___ Records supplied ___

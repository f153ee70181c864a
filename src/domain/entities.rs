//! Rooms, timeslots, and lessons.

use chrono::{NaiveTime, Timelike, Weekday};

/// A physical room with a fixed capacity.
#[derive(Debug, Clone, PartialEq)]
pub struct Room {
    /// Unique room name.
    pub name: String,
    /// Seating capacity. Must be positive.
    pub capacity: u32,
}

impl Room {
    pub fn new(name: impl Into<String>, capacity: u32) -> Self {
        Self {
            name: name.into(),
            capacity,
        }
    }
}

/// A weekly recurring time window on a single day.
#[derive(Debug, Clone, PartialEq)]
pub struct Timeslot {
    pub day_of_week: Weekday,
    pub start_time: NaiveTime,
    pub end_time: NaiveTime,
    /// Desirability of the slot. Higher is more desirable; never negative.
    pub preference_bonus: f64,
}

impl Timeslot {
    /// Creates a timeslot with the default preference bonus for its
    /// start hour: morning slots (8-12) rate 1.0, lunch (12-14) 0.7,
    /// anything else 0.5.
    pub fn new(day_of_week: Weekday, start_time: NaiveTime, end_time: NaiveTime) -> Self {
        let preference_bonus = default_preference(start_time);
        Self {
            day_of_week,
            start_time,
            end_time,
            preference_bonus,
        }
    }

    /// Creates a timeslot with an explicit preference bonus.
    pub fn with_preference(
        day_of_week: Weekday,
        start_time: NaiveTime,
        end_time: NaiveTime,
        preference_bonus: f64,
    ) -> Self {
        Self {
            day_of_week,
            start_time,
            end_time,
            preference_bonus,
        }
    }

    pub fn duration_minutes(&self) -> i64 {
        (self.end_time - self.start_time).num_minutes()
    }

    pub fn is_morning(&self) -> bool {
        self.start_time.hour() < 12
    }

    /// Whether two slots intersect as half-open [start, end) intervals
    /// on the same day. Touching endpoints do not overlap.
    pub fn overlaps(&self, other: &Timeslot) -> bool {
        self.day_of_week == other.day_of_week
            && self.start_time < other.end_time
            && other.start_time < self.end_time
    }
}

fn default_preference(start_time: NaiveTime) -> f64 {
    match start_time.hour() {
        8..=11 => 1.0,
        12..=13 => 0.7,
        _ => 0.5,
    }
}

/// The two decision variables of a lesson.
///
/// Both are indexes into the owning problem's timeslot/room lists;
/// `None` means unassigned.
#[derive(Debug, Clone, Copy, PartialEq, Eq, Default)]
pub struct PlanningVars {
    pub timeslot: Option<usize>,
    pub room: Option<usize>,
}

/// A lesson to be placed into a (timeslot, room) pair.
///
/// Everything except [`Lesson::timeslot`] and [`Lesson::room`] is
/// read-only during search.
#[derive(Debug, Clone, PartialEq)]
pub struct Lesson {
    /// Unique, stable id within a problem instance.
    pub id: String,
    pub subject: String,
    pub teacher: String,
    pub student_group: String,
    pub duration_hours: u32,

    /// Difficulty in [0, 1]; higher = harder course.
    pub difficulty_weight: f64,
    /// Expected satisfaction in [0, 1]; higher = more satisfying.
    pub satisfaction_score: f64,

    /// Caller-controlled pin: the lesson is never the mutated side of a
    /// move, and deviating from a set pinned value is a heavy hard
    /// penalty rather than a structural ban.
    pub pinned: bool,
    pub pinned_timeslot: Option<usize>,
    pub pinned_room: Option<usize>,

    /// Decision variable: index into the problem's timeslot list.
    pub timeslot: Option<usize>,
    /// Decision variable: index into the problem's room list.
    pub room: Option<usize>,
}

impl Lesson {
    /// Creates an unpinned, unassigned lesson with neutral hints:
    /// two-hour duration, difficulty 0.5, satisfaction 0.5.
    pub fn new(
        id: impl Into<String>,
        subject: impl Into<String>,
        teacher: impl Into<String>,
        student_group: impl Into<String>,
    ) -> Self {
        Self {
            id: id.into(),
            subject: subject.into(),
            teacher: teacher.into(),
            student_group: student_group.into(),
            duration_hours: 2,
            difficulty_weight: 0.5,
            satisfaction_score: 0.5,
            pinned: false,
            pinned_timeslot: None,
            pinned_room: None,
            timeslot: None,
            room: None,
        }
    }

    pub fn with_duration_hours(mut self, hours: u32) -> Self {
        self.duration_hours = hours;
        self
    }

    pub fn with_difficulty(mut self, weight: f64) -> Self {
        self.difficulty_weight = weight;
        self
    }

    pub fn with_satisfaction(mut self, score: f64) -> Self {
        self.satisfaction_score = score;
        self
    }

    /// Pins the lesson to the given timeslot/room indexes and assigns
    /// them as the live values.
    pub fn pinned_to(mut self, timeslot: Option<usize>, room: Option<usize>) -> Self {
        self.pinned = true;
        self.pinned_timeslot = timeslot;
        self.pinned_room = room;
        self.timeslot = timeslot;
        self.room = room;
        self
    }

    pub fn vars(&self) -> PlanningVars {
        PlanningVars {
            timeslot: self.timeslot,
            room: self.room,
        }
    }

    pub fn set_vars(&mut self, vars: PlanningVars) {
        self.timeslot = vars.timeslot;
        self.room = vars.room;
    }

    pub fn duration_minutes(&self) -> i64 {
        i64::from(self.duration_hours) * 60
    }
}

___

Note every line of the records that holds the word "Creates", and copy it.

    /// Creates a timeslot with the default preference bonus for its
    /// Creates a timeslot with an explicit preference bonus.
    /// Creates an unpinned, unassigned lesson with neutral hints:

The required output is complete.